- _What you are asked to do_
Below are records; quote them exactly from the first line through the line that contains "#[derive(Clone)]".

[Data in this exercise]

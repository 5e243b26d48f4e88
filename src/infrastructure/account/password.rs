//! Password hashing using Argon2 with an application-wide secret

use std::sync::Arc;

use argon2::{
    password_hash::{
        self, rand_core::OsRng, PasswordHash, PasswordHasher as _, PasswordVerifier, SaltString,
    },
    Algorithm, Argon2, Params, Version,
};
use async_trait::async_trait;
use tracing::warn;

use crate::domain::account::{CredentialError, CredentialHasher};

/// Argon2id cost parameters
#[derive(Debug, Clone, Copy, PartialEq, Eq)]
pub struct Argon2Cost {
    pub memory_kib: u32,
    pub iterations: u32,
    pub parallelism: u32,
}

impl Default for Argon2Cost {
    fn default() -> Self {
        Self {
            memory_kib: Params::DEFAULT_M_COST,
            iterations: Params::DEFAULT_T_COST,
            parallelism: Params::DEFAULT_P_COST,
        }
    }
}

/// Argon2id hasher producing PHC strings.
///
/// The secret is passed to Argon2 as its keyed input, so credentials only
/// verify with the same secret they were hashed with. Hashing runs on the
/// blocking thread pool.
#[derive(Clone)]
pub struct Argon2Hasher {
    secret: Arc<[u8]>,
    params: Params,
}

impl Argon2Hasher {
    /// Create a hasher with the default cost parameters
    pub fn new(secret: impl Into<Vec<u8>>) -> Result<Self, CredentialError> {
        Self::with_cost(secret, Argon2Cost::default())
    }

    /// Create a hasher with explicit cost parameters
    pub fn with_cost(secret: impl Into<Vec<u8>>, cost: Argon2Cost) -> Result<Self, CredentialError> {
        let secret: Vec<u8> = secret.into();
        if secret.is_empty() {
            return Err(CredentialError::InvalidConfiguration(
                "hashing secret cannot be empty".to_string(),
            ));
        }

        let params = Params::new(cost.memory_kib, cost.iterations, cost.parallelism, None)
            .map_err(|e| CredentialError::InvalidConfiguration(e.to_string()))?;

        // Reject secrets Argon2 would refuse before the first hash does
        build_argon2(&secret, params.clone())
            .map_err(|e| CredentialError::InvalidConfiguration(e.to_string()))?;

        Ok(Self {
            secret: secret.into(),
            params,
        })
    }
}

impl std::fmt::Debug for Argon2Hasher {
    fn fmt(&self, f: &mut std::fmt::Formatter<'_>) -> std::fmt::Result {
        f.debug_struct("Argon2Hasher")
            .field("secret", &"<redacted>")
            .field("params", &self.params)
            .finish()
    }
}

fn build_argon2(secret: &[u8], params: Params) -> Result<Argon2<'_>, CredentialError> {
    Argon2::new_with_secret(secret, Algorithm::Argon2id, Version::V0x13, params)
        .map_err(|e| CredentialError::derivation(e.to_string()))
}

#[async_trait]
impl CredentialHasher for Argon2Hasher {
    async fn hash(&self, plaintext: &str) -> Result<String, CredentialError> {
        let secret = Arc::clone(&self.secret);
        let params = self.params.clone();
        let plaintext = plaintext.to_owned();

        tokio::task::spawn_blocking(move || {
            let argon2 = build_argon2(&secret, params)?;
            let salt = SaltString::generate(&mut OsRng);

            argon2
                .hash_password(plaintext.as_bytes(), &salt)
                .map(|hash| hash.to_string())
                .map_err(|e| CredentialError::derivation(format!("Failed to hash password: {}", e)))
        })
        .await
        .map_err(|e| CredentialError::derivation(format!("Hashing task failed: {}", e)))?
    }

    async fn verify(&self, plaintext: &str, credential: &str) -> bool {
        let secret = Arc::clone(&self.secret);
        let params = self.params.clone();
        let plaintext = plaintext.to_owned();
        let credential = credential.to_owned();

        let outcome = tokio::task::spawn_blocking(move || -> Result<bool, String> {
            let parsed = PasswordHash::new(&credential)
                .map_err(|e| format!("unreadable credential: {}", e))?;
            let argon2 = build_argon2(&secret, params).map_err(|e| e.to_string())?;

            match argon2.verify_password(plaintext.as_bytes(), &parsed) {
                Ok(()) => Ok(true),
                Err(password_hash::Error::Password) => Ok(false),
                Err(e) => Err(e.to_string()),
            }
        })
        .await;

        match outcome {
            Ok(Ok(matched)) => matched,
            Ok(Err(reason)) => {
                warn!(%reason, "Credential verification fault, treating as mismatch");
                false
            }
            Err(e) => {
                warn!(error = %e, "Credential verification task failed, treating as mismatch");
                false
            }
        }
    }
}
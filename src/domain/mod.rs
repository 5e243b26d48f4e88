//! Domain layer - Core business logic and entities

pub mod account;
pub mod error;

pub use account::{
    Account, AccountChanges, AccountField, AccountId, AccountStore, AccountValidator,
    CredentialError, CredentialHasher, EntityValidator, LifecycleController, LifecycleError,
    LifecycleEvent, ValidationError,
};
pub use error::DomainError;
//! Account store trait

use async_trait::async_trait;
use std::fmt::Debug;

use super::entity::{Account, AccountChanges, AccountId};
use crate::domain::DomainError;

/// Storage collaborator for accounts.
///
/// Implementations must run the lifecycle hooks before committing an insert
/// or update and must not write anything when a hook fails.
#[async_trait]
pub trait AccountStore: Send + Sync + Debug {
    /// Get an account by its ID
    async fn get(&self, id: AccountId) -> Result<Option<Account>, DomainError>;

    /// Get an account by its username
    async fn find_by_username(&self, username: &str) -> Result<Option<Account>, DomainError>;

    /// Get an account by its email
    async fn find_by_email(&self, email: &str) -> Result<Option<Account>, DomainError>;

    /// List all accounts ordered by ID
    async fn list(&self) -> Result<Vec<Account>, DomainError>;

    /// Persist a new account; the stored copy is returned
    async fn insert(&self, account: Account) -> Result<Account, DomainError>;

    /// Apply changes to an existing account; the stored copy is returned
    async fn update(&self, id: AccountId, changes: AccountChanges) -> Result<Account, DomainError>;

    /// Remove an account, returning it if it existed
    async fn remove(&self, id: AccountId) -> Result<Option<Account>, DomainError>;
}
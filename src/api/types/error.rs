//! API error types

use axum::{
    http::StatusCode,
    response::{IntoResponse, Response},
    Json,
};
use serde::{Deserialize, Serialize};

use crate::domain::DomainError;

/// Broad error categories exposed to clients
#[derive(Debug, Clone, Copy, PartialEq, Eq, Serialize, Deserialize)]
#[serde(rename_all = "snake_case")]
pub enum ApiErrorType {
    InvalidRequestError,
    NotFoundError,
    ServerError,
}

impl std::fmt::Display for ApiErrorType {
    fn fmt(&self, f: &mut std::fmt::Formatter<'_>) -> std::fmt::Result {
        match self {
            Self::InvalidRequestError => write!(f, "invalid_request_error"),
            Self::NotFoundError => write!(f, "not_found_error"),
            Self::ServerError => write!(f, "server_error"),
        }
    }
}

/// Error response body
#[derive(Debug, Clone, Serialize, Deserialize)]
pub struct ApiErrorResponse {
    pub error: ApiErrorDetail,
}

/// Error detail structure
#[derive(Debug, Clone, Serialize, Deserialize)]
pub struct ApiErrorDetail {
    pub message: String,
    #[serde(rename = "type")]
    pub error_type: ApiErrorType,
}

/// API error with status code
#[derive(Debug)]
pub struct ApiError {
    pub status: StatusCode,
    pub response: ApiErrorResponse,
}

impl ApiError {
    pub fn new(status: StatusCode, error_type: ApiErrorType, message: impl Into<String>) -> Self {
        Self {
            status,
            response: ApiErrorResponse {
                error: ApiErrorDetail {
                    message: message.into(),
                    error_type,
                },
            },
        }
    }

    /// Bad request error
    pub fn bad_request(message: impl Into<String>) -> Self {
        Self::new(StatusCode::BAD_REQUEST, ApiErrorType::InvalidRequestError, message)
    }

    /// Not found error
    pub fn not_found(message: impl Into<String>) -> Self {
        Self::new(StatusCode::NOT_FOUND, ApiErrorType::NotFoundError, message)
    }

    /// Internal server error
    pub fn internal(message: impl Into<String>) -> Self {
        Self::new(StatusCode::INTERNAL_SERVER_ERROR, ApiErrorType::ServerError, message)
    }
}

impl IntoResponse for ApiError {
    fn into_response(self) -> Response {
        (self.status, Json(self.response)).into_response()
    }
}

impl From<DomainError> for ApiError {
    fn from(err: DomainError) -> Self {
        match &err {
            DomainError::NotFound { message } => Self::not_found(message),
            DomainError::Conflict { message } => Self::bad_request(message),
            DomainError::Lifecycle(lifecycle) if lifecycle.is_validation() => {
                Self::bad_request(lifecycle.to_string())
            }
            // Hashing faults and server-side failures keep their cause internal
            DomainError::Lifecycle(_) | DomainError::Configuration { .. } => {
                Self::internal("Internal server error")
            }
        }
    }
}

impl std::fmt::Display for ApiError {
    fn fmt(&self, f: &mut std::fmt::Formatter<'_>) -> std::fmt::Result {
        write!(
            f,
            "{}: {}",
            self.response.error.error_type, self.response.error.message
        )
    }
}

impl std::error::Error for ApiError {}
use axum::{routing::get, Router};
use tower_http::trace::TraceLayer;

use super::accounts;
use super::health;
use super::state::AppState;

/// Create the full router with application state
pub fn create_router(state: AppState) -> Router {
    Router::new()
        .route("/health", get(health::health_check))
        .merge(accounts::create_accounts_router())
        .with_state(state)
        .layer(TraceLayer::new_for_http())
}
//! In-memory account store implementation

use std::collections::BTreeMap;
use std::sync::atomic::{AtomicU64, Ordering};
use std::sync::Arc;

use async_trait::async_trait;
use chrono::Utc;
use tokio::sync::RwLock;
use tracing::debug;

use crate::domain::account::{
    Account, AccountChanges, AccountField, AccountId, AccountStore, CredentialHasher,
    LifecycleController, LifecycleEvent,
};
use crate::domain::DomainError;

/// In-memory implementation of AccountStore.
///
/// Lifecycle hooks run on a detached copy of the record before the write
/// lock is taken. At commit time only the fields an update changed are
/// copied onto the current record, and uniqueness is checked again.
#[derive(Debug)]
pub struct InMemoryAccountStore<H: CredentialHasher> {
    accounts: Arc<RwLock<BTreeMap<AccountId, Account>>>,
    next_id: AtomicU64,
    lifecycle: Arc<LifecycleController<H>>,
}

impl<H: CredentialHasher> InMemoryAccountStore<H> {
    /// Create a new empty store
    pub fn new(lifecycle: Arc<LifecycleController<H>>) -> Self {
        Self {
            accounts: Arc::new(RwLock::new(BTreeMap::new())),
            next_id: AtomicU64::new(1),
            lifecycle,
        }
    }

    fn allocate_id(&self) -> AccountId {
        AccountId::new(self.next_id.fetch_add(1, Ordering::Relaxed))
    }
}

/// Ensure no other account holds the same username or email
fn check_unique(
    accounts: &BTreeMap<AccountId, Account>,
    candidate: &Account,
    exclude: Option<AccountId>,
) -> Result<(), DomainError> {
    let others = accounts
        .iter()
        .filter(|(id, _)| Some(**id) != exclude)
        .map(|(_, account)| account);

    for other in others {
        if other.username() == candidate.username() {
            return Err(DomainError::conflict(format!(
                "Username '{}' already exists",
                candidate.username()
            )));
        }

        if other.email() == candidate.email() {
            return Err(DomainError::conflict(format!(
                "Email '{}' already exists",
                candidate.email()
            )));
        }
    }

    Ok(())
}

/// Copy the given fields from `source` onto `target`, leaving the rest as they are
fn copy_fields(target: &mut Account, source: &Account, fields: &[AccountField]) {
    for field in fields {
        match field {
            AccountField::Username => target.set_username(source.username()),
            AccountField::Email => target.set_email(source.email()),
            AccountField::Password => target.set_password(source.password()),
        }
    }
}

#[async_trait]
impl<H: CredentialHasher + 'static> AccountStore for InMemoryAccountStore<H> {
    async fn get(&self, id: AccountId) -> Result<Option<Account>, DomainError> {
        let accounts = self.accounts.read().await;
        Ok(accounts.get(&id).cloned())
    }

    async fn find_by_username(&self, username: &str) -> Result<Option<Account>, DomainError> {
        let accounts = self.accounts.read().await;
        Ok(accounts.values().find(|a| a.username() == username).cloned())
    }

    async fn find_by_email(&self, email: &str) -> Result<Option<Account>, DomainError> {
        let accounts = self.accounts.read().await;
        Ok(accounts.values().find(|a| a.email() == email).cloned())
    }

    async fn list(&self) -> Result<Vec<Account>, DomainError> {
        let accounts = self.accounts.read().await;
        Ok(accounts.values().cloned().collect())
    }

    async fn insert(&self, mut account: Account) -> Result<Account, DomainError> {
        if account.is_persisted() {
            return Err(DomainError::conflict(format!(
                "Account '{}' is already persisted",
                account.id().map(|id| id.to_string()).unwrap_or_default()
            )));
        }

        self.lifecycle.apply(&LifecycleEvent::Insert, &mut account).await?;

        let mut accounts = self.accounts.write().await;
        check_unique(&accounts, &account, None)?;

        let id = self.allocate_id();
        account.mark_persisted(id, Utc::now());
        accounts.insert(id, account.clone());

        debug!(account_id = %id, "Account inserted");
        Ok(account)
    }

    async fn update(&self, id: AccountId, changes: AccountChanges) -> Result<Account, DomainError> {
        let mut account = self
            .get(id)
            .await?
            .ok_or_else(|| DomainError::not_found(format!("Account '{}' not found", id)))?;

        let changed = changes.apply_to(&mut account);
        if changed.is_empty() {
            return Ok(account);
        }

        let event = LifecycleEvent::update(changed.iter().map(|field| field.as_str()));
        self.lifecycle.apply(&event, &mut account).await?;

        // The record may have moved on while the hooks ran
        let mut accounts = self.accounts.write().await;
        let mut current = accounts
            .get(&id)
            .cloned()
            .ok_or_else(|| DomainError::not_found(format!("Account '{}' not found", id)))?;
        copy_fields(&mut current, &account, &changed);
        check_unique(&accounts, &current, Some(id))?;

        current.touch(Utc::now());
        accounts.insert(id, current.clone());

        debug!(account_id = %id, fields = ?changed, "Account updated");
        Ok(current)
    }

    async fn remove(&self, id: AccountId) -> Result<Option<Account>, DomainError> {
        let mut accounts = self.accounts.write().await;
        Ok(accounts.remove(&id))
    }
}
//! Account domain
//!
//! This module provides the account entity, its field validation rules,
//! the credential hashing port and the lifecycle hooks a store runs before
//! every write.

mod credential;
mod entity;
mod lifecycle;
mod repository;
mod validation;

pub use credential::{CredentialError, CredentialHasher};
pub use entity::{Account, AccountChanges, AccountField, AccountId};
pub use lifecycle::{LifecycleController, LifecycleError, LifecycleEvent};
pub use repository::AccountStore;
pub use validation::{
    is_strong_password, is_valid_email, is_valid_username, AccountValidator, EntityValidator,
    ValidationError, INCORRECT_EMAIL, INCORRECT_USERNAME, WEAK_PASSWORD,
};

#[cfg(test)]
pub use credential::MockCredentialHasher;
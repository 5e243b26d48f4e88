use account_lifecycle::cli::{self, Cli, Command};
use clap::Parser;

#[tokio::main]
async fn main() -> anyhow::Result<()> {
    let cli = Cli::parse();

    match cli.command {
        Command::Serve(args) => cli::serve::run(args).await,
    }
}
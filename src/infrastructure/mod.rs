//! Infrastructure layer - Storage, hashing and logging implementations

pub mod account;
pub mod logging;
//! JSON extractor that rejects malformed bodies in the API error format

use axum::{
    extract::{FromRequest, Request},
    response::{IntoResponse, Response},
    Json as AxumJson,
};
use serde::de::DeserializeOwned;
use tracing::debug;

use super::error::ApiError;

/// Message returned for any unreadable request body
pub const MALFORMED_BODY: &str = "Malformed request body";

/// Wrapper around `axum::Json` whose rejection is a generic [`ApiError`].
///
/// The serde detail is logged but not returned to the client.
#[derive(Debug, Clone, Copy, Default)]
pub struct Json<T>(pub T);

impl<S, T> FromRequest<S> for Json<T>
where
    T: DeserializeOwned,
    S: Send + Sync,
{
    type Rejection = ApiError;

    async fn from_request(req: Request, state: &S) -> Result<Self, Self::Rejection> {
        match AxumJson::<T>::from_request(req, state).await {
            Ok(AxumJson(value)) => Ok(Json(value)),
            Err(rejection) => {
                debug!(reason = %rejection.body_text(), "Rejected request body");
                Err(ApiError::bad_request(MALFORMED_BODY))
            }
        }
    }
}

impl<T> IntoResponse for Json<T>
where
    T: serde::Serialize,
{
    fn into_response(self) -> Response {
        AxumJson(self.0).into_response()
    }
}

[/Data in this exercise]

- _Your response_
repository 5e243b26d48f4e88
filename src/infrastructure/account/password.rs
//! Password hashing using Argon2 with an application-wide secret

use std::sync::Arc;

use argon2::{
    password_hash::{
        self, rand_core::OsRng, PasswordHash, PasswordHasher as _, PasswordVerifier, SaltString,
    },
    Algorithm, Argon2, Params, Version,
};
use async_trait::async_trait;
use tracing::warn;

use crate::domain::account::{CredentialError, CredentialHasher};

/// Argon2id cost parameters
#[derive(Debug, Clone, Copy, PartialEq, Eq)]
pub struct Argon2Cost {
    pub memory_kib: u32,
    pub iterations: u32,
    pub parallelism: u32,
}

impl Default for Argon2Cost {
    fn default() -> Self {
        Self {
            memory_kib: Params::DEFAULT_M_COST,
            iterations: Params::DEFAULT_T_COST,
            parallelism: Params::DEFAULT_P_COST,
        }
    }
}

/// Argon2id hasher producing PHC strings.
///
/// The secret is passed to Argon2 as its keyed input, so credentials only
/// verify with the same secret they were hashed with. Hashing runs on the
/// blocking thread pool.
#[derive(Clone)]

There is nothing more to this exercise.